A fast-growing GP practice in South Yorkshire had more and more patients coming through the doors and the partners decided to extend one of their two surgery sites. The work was financed through a combination of cash in the partnership and a large overdraft facility.
One of the doctors, previously a salaried GP at the practice, agreed to join the partnership. The other partners wanted the new partner to take on a share of the premises in line with his profit share. However, the incoming partner was nervous about the level of borrowing needed to finance his share.
The value of the surgery site was set to increase considerably once the extension and refurbishment was completed. An interest-only mortgage was due to come to term in the next 12 months.
An overdraft was used (along with previous cash reserves) to finance the work on the premises.
- Refinancing of current mortgage and overdraft.
- Additional finance for incoming partner to cover premises buy-in.
- Reassurance about profitability and cashflow implications of becoming a property-owning partner.
- Part-disposal of property from existing partners with capital gains tax position established.
What happened next?
The case was led by James Steer, medical team leader at Landin Wilcock & Co. He says: “As interest-only loans were not available, the client’s only option was a loan with capital and interest repayments. Before they opened discussions with their bank, we armed them with the questions they should be asking about the interest rate (fixed vs floating), loan length and term length.
“We also advised them that the new loan would have to not only refinance the existing loan, but also repay the overdraft and inject some cash into the business for working capital.”
The partners settled on taking out a substantial loan. James and his team carried out modelling on the different options offered by the bank to help the partners come to a decision.
The existing partners were holding significant levels of equity in the premises because the outstanding debts were significantly lower than the value of the two surgery sites. “This was a potential opportunity to consider additional borrowings to “cash in” their equity,” says James.

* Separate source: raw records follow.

use std::path::PathBuf;
use std::time::Duration;

use crate::engine::EngineOptions;
use crate::topology::{TopologyError, TopologySpec};

/// Process configuration, read once from `PARKD_*` environment variables.
#[derive(Debug, Clone, PartialEq, Eq)]
pub struct Config {
    pub bind: String,
    pub port: u16,
    pub metrics_port: Option<u16>,
    pub topology_path: Option<PathBuf>,
    pub cross_zone: bool,
    pub shutdown_grace: Duration,
}

impl Config {
    pub fn from_env() -> Self {
        Self::from_lookup(|key| std::env::var(key).ok())
    }

    /// Build from any key → value source. Unparseable values fall back to defaults.
    pub fn from_lookup(get: impl Fn(&str) -> Option<String>) -> Self {
        let port = get("PARKD_PORT")
            .and_then(|s| s.trim().parse().ok())
            .unwrap_or(8080);
        let bind = get("PARKD_BIND").unwrap_or_else(|| "0.0.0.0".into());
        let metrics_port = get("PARKD_METRICS_PORT").and_then(|s| s.trim().parse().ok());
        let topology_path = get("PARKD_TOPOLOGY")
            .filter(|s| !s.trim().is_empty())
            .map(PathBuf::from);
        let cross_zone = get("PARKD_CROSS_ZONE").is_some_and(|v| parse_flag(&v));
        let grace_secs: u64 = get("PARKD_SHUTDOWN_GRACE_SECS")
            .and_then(|s| s.trim().parse().ok())
            .unwrap_or(10);

        Self {
            bind,
            port,
            metrics_port,
            topology_path,
            cross_zone,
            shutdown_grace: Duration::from_secs(grace_secs),
        }
    }

    pub fn addr(&self) -> String {
        format!("{}:{}", self.bind, self.port)
    }

    pub fn engine_options(&self) -> EngineOptions {
        EngineOptions {
            cross_zone: self.cross_zone,
        }
    }

    /// The configured topology file, or the built-in demo city.
    pub fn load_topology(&self) -> Result<TopologySpec, TopologyError> {
        match &self.topology_path {
            Some(path) => TopologySpec::load(path),
            None => Ok(TopologySpec::demo_city()),
        }
    }
}

fn parse_flag(v: &str) -> bool {
    !matches!(
        v.trim().to_ascii_lowercase().as_str(),
        "" | "0" | "false" | "off" | "no"
    )
}
/// Longest accepted vehicle id, in characters.
pub const MAX_VEHICLE_ID_LEN: usize = 32;

/// Upper bound on `k` for a multi-step rollback.
pub const MAX_ROLLBACK_STEPS: usize = 64;

/// Topology size caps, checked when the topology is loaded.
pub const MAX_ZONES: usize = 1_024;
pub const MAX_SLOTS_TOTAL: usize = 100_000;

/// Largest accepted form body on the mutating endpoints.
pub const MAX_FORM_BODY_BYTES: usize = 4 * 1024;
use std::future::Future;
use std::sync::Arc;
use std::time::Instant;

use axum::body::Bytes;
use axum::extract::{DefaultBodyLimit, Request, State};
use axum::http::{header, HeaderMap, HeaderValue, Method, StatusCode};
use axum::middleware::{self, Next};
use axum::response::{IntoResponse, Response};
use axum::routing::{get, post};
use axum::{Json, Router};
use serde_json::{json, Value};
use tokio::net::TcpListener;

use crate::api::{self, ApiError, Command};
use crate::engine::{Engine, EngineError};
use crate::limits::MAX_FORM_BODY_BYTES;
use crate::model::Operation;
use crate::observability;

type Reply = (StatusCode, Json<Value>);

/// Build the dashboard API router.
pub fn app(engine: Arc<Engine>) -> Router {
    Router::new()
        .route("/api/data", get(data))
        .route("/api/analytics", get(analytics))
        .route("/api/request", post(request))
        .route("/api/cancel", post(cancel))
        .route("/api/leave", post(leave))
        .route("/api/rollback", post(rollback))
        .route("/healthz", get(healthz))
        .layer(DefaultBodyLimit::max(MAX_FORM_BODY_BYTES))
        .layer(middleware::from_fn(cors))
        .with_state(engine)
}

/// Serve until `shutdown` resolves, then let in-flight requests finish.
pub async fn serve(
    listener: TcpListener,
    engine: Arc<Engine>,
    shutdown: impl Future<Output = ()> + Send + 'static,
) -> std::io::Result<()> {
    axum::serve(listener, app(engine))
        .with_graceful_shutdown(shutdown)
        .await
}

// ── Handlers ─────────────────────────────────────────────────────

async fn data(State(engine): State<Arc<Engine>>) -> Reply {
    execute(&engine, Command::Snapshot).await
}

async fn analytics(State(engine): State<Arc<Engine>>) -> Reply {
    execute(&engine, Command::Analytics).await
}

async fn request(State(engine): State<Arc<Engine>>, body: Bytes) -> Reply {
    parse_then_execute(&engine, "request", api::parse_allocate(&body)).await
}

async fn cancel(State(engine): State<Arc<Engine>>, body: Bytes) -> Reply {
    parse_then_execute(&engine, "cancel", api::parse_cancel(&body)).await
}

async fn leave(State(engine): State<Arc<Engine>>, body: Bytes) -> Reply {
    parse_then_execute(&engine, "leave", api::parse_leave(&body)).await
}

async fn rollback(State(engine): State<Arc<Engine>>, body: Bytes) -> Reply {
    parse_then_execute(&engine, "rollback", api::parse_rollback(&body)).await
}

async fn healthz() -> Json<Value> {
    Json(json!({ "status": "ok" }))
}

// ── Dispatch ─────────────────────────────────────────────────────

async fn parse_then_execute(
    engine: &Engine,
    endpoint: &'static str,
    parsed: Result<Command, ApiError>,
) -> Reply {
    match parsed {
        Ok(cmd) => execute(engine, cmd).await,
        Err(e) => {
            tracing::debug!("{endpoint}: bad form: {e}");
            record(endpoint, StatusCode::BAD_REQUEST, None);
            (
                StatusCode::BAD_REQUEST,
                Json(json!({ "status": "failed", "error": "bad_request", "message": e.to_string() })),
            )
        }
    }
}

async fn execute(engine: &Engine, cmd: Command) -> Reply {
    let label = observability::command_label(&cmd);
    let start = Instant::now();
    let reply = match execute_command(engine, cmd).await {
        Ok(body) => (StatusCode::OK, Json(body)),
        Err(e) => engine_err(e),
    };
    record(label, reply.0, Some(start));
    reply
}

async fn execute_command(engine: &Engine, cmd: Command) -> Result<Value, EngineError> {
    match cmd {
        Command::Snapshot => Ok(to_value(&engine.snapshot().await)),
        Command::Analytics => Ok(to_value(&engine.analytics().await)),
        Command::Allocate { vehicle_id, zone_id } => {
            let allocation = engine.allocate(&vehicle_id, zone_id).await?;
            Ok(to_value(&allocation))
        }
        Command::Cancel { request_id } => {
            engine.cancel(request_id).await?;
            Ok(json!({ "status": "cancelled", "requestId": request_id }))
        }
        Command::Leave { request_id } => {
            let op = engine.release(request_id).await?;
            let duration = match op {
                Operation::Release { duration_secs, .. } => duration_secs,
                _ => 0,
            };
            Ok(json!({ "status": "left", "requestId": request_id, "duration": duration }))
        }
        Command::Rollback { steps } => {
            let undone = engine.rollback_many(steps).await?;
            Ok(json!({ "status": "rolled_back", "undone": undone }))
        }
    }
}

fn to_value<T: serde::Serialize>(v: &T) -> Value {
    // Model types serialize infallibly (no maps with non-string keys).
    serde_json::to_value(v).unwrap_or(Value::Null)
}

/// Failure bodies never carry `requestId`: the dashboard keys success on it.
fn engine_err(e: EngineError) -> Reply {
    let status = if e.is_validation() {
        StatusCode::BAD_REQUEST
    } else {
        StatusCode::CONFLICT
    };
    (
        status,
        Json(json!({ "status": "failed", "error": e.kind(), "message": e.to_string() })),
    )
}

fn record(endpoint: &'static str, status: StatusCode, start: Option<Instant>) {
    metrics::counter!(
        observability::HTTP_REQUESTS_TOTAL,
        "endpoint" => endpoint,
        "status" => status.as_u16().to_string()
    )
    .increment(1);
    if let Some(start) = start {
        metrics::histogram!(observability::HTTP_REQUEST_DURATION_SECONDS, "endpoint" => endpoint)
            .record(start.elapsed().as_secs_f64());
    }
}

// ── CORS ─────────────────────────────────────────────────────────

/// The dashboard is served from another origin. Preflights are answered here.
async fn cors(req: Request, next: Next) -> Response {
    let mut res = if req.method() == Method::OPTIONS {
        StatusCode::NO_CONTENT.into_response()
    } else {
        next.run(req).await
    };
    add_cors_headers(res.headers_mut());
    res
}

fn add_cors_headers(headers: &mut HeaderMap) {
    headers.insert(header::ACCESS_CONTROL_ALLOW_ORIGIN, HeaderValue::from_static("*"));
    headers.insert(
        header::ACCESS_CONTROL_ALLOW_METHODS,
        HeaderValue::from_static("GET, POST, OPTIONS"),
    );
    headers.insert(
        header::ACCESS_CONTROL_ALLOW_HEADERS,
        HeaderValue::from_static("Content-Type"),
    );
}
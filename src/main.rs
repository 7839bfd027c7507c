use std::sync::Arc;

use tokio::net::TcpListener;
use tokio::sync::Notify;
use tracing::{info, warn};

use parkd::config::Config;
use parkd::engine::Engine;
use parkd::http;

#[tokio::main]
async fn main() -> Result<(), Box<dyn std::error::Error>> {
    tracing_subscriber::fmt::init();

    let config = Config::from_env();
    parkd::observability::init(config.metrics_port)?;

    let topology = config.load_topology()?;
    let engine = Arc::new(Engine::from_spec(&topology, config.engine_options())?);

    let addr = config.addr();
    let listener = TcpListener::bind(&addr).await?;
    info!("parkd listening on {addr}");
    info!(
        "  topology: {}",
        config
            .topology_path
            .as_ref()
            .map_or("built-in demo city".to_string(), |p| p.display().to_string())
    );
    info!("  zones: {}", topology.zones.len());
    info!("  cross-zone overflow: {}", if config.cross_zone { "enabled" } else { "disabled" });
    info!("  metrics: {}", config.metrics_port.map_or("disabled".to_string(), |p| format!("http://0.0.0.0:{p}/metrics")));

    let stop = Arc::new(Notify::new());
    let server = tokio::spawn({
        let stop = stop.clone();
        http::serve(listener, engine, async move { stop.notified().await })
    });

    // Graceful shutdown: stop accepting on SIGTERM/ctrl-c, drain in-flight requests
    shutdown_signal().await;
    info!("shutdown signal received, draining connections...");
    stop.notify_one();

    match tokio::time::timeout(config.shutdown_grace, server).await {
        Ok(Ok(Ok(()))) => info!("all connections drained"),
        Ok(Ok(Err(e))) => return Err(e.into()),
        Ok(Err(e)) => return Err(e.into()),
        Err(_) => warn!("drain timeout after {:?}, exiting anyway", config.shutdown_grace),
    }

    info!("parkd stopped");
    Ok(())
}

async fn shutdown_signal() {
    let ctrl_c = tokio::signal::ctrl_c();
    #[cfg(unix)]
    {
        match tokio::signal::unix::signal(tokio::signal::unix::SignalKind::terminate()) {
            Ok(mut sigterm) => {
                tokio::select! {
                    _ = ctrl_c => {}
                    _ = sigterm.recv() => {}
                }
            }
            Err(e) => {
                warn!("cannot register SIGTERM handler: {e}");
                ctrl_c.await.ok();
            }
        }
    }
    #[cfg(not(unix))]
    {
        ctrl_c.await.ok();
    }
}
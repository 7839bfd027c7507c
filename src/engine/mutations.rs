use tracing::{debug, info};

use crate::limits::*;
use crate::model::*;

use super::clock::{elapsed_secs, now_ms};
use super::store::ParkingState;
use super::{after_mutation, Engine, EngineError};

/// Trim and uppercase a raw vehicle id, rejecting empty, oversized or
/// whitespace-bearing tokens.
pub fn normalize_vehicle_id(raw: &str) -> Result<String, EngineError> {
    let trimmed = raw.trim();
    if trimmed.is_empty() {
        return Err(EngineError::InvalidVehicleId("empty"));
    }
    if trimmed.chars().count() > MAX_VEHICLE_ID_LEN {
        return Err(EngineError::InvalidVehicleId("too long"));
    }
    if trimmed.chars().any(|c| c.is_whitespace() || c.is_control()) {
        return Err(EngineError::InvalidVehicleId("contains whitespace or control characters"));
    }
    Ok(trimmed.to_uppercase())
}

// ── State transitions (caller holds the write guard) ─────────────

impl ParkingState {
    /// First-fit allocation. With `cross_zone`, a full zone falls back to its
    /// adjacent zones in declared order.
    pub fn allocate(
        &mut self,
        vehicle_id: String,
        zone_id: ZoneId,
        now: Ms,
        cross_zone: bool,
    ) -> Result<Allocation, EngineError> {
        let zone = self
            .topology
            .zone(zone_id)
            .ok_or(EngineError::UnknownZone(zone_id))?;

        let (slot, overflowed) = match self.topology.first_free(zone_id) {
            Some(slot) => (slot, false),
            None if cross_zone => zone
                .adjacent
                .iter()
                .find_map(|&n| self.topology.first_free(n))
                .map(|slot| (slot, true))
                .ok_or(EngineError::AllocationFailed(zone_id))?,
            None => return Err(EngineError::AllocationFailed(zone_id)),
        };

        let id = self.ledger.next_id();
        let mut request = Request::pending(id, vehicle_id, zone_id, now);
        request
            .transition(RequestState::Allocated)
            .map_err(|state| EngineError::InvalidTransition {
                request_id: id,
                state: Some(state),
            })?;
        request.slot = Some(slot);
        request.cross_zone = overflowed;

        self.topology.bind(slot, id);
        self.ledger.insert(request);
        self.journal.push(Operation::Allocate { request_id: id, slot }, now);

        Ok(Allocation {
            request_id: id,
            slot,
            cross_zone: overflowed,
        })
    }

    pub fn cancel(&mut self, request_id: RequestId, now: Ms) -> Result<Operation, EngineError> {
        self.settle(request_id, RequestState::Cancelled, now)
    }

    /// The vehicle leaves: records whole seconds since allocation.
    pub fn release(&mut self, request_id: RequestId, now: Ms) -> Result<Operation, EngineError> {
        self.settle(request_id, RequestState::Released, now)
    }

    /// Move an ALLOCATED request to a terminal state and free its slot.
    fn settle(
        &mut self,
        request_id: RequestId,
        next: RequestState,
        now: Ms,
    ) -> Result<Operation, EngineError> {
        let req = self
            .ledger
            .get_mut(request_id)
            .ok_or(EngineError::InvalidTransition {
                request_id,
                state: None,
            })?;
        req.transition(next)
            .map_err(|state| EngineError::InvalidTransition {
                request_id,
                state: Some(state),
            })?;
        let Some(slot) = req.slot.take() else {
            panic!("allocated request {request_id} has no slot");
        };

        let op = if next == RequestState::Released {
            let duration_secs = elapsed_secs(req.created_at, now);
            req.released_at = Some(now);
            req.duration_secs = Some(duration_secs);
            Operation::Release {
                request_id,
                slot,
                released_at: now,
                duration_secs,
            }
        } else {
            Operation::Cancel { request_id, slot }
        };

        self.topology.unbind(slot, request_id);
        self.journal.push(op.clone(), now);
        Ok(op)
    }

    /// Pop the newest log entry and invert it.
    ///
    /// Stack order guarantees the state still matches what the entry left
    /// behind; anything else is a bug and panics before touching state.
    pub fn rollback(&mut self) -> Result<Operation, EngineError> {
        let entry = self.journal.pop().ok_or(EngineError::NothingToRollback)?;
        let request_id = entry.op.request_id();
        let slot = entry.op.slot();
        let occupant = self.topology.slot(&slot).and_then(|c| c.occupant);

        match &entry.op {
            Operation::Allocate { .. } => {
                let req = self.ledger.get(request_id);
                assert!(
                    req.is_some_and(|r| r.state == RequestState::Allocated && r.slot == Some(slot)),
                    "undo allocate: request {request_id} is not allocated to {slot}"
                );
                assert_eq!(occupant, Some(request_id), "undo allocate: slot {slot} occupant mismatch");

                self.topology.unbind(slot, request_id);
                self.ledger.remove(request_id);
            }
            Operation::Cancel { .. } | Operation::Release { .. } => {
                let expected = match entry.op {
                    Operation::Cancel { .. } => RequestState::Cancelled,
                    _ => RequestState::Released,
                };
                assert_eq!(occupant, None, "undo {}: slot {slot} was re-taken", entry.op.label());
                let Some(req) = self.ledger.get_mut(request_id) else {
                    panic!("undo {}: request {request_id} missing", entry.op.label());
                };
                assert_eq!(req.state, expected, "undo {}: request {request_id} state", entry.op.label());

                req.state = RequestState::Allocated;
                req.slot = Some(slot);
                req.released_at = None;
                req.duration_secs = None;
                self.topology.bind(slot, request_id);
            }
        }
        Ok(entry.op)
    }

    /// Undo up to `k` entries (clamped to `1..=MAX_ROLLBACK_STEPS`), newest
    /// first. Fails only when there is nothing to undo at all.
    pub fn rollback_many(&mut self, k: usize) -> Result<Vec<Operation>, EngineError> {
        if self.journal.is_empty() {
            return Err(EngineError::NothingToRollback);
        }
        let k = k.clamp(1, MAX_ROLLBACK_STEPS);
        let mut undone = Vec::with_capacity(k.min(self.journal.len()));
        while undone.len() < k {
            match self.rollback() {
                Ok(op) => undone.push(op),
                Err(_) => break,
            }
        }
        Ok(undone)
    }
}

// ── Engine entry points ──────────────────────────────────────────

impl Engine {
    pub async fn allocate(&self, vehicle_id: &str, zone_id: ZoneId) -> Result<Allocation, EngineError> {
        let vehicle_id = normalize_vehicle_id(vehicle_id)?;
        let mut state = self.state.write().await;
        let result = state.allocate(vehicle_id.clone(), zone_id, now_ms(), self.options.cross_zone);

        let outcome = match &result {
            Ok(a) => {
                after_mutation(&state, &[a.slot.zone]);
                info!(
                    "vehicle {vehicle_id} allocated slot {} (request {}{})",
                    a.slot,
                    a.request_id,
                    if a.cross_zone { ", cross-zone" } else { "" }
                );
                if a.cross_zone { "cross_zone" } else { "allocated" }
            }
            Err(e) => {
                debug!("allocation for {vehicle_id} in zone {zone_id} rejected: {e}");
                e.kind()
            }
        };
        metrics::counter!(
            crate::observability::ALLOCATIONS_TOTAL,
            "zone" => zone_id.to_string(),
            "outcome" => outcome
        )
        .increment(1);
        result
    }

    pub async fn cancel(&self, request_id: RequestId) -> Result<Operation, EngineError> {
        let mut state = self.state.write().await;
        let op = state.cancel(request_id, now_ms()).inspect_err(|e| {
            debug!("cancel {request_id} rejected: {e}");
        })?;
        after_mutation(&state, &[op.slot().zone]);
        info!("request {request_id} cancelled, slot {} freed", op.slot());
        Ok(op)
    }

    pub async fn release(&self, request_id: RequestId) -> Result<Operation, EngineError> {
        let mut state = self.state.write().await;
        let op = state.release(request_id, now_ms()).inspect_err(|e| {
            debug!("release {request_id} rejected: {e}");
        })?;
        after_mutation(&state, &[op.slot().zone]);
        if let Operation::Release { duration_secs, .. } = &op {
            info!("request {request_id} released slot {} after {duration_secs}s", op.slot());
        }
        Ok(op)
    }

    /// Single-step undo of the most recent mutation, whoever made it.
    pub async fn rollback(&self) -> Result<Operation, EngineError> {
        let mut undone = self.rollback_many(1).await?;
        // rollback_many(1) returns exactly one op when it succeeds.
        undone.pop().ok_or(EngineError::NothingToRollback)
    }

    pub async fn rollback_many(&self, k: usize) -> Result<Vec<Operation>, EngineError> {
        let mut state = self.state.write().await;
        let undone = state.rollback_many(k).inspect_err(|e| {
            debug!("rollback rejected: {e}");
        })?;

        let zones: Vec<ZoneId> = undone.iter().map(|op| op.slot().zone).collect();
        after_mutation(&state, &zones);
        for op in &undone {
            info!("rolled back {} of request {} on slot {}", op.label(), op.request_id(), op.slot());
            metrics::counter!(crate::observability::ROLLBACKS_TOTAL, "kind" => op.label()).increment(1);
        }
        Ok(undone)
    }
}
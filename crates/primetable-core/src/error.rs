//! Error types for prime generation

use thiserror::Error;

/// Prime generation errors
#[derive(Error, Debug, Clone, PartialEq, Eq)]
pub enum PrimeError {
    /// Negative count or zero sieve limit
    #[error("Invalid argument: {0}")]
    InvalidArgument(String),

    /// A bound or product does not fit the integer width
    #[error("Overflow: {0}")]
    Overflow(String),

    /// Bound rejected by a generator with a configured maximum
    #[error("Bound {bound} exceeds configured maximum {max}")]
    BoundTooLarge { bound: u64, max: u64 },
}

/// Result type for prime generation
pub type PrimeResult<T> = Result<T, PrimeError>;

After speaking with their personal financial advisors, two of the existing partners decided to take additional borrowings. “We provided calculations illustrating the maximum additional borrowings they could take, based on their projected levels of equity in the building, along with illustrations to show how the additional repayments would be accounted for,” says James Steer. “This provided assurance to all the partners that the capital and interest repayments on these additional borrowings would be “earmarked” and allocated in the accounts to the correct partner.”
New partner buying in
With the existing partners holding so much equity in the premises, the incoming partner required considerable additional borrowing for his buy-in, as well as taking his share of the new loan.
“He was very nervous about taking on such large levels of debts, to the point he was considering not joining as a partner and remaining a salaried GP, says James Steer.
“We modelled loans under different term lengths and were able to demonstrate the cashflow and profit implications of buying into the property. This reassured him that he could take on the borrowings while still being “cashflow positive” and making additional profit.
“Additionally, as part of this modelling, we were able to advise the incumbent partners about the capital gains tax position on the part-disposal.”
“We meet with the partners at the practice regularly. Every time we visit, the doctor who was the incoming partner at the time of the re-financing tells us he can’t believe he was so worried about everything, and how thankful he is to have joined as a partner and bought a share of the premises,” says James Steer.
“It’s turned into a win-win situation for all the partners.”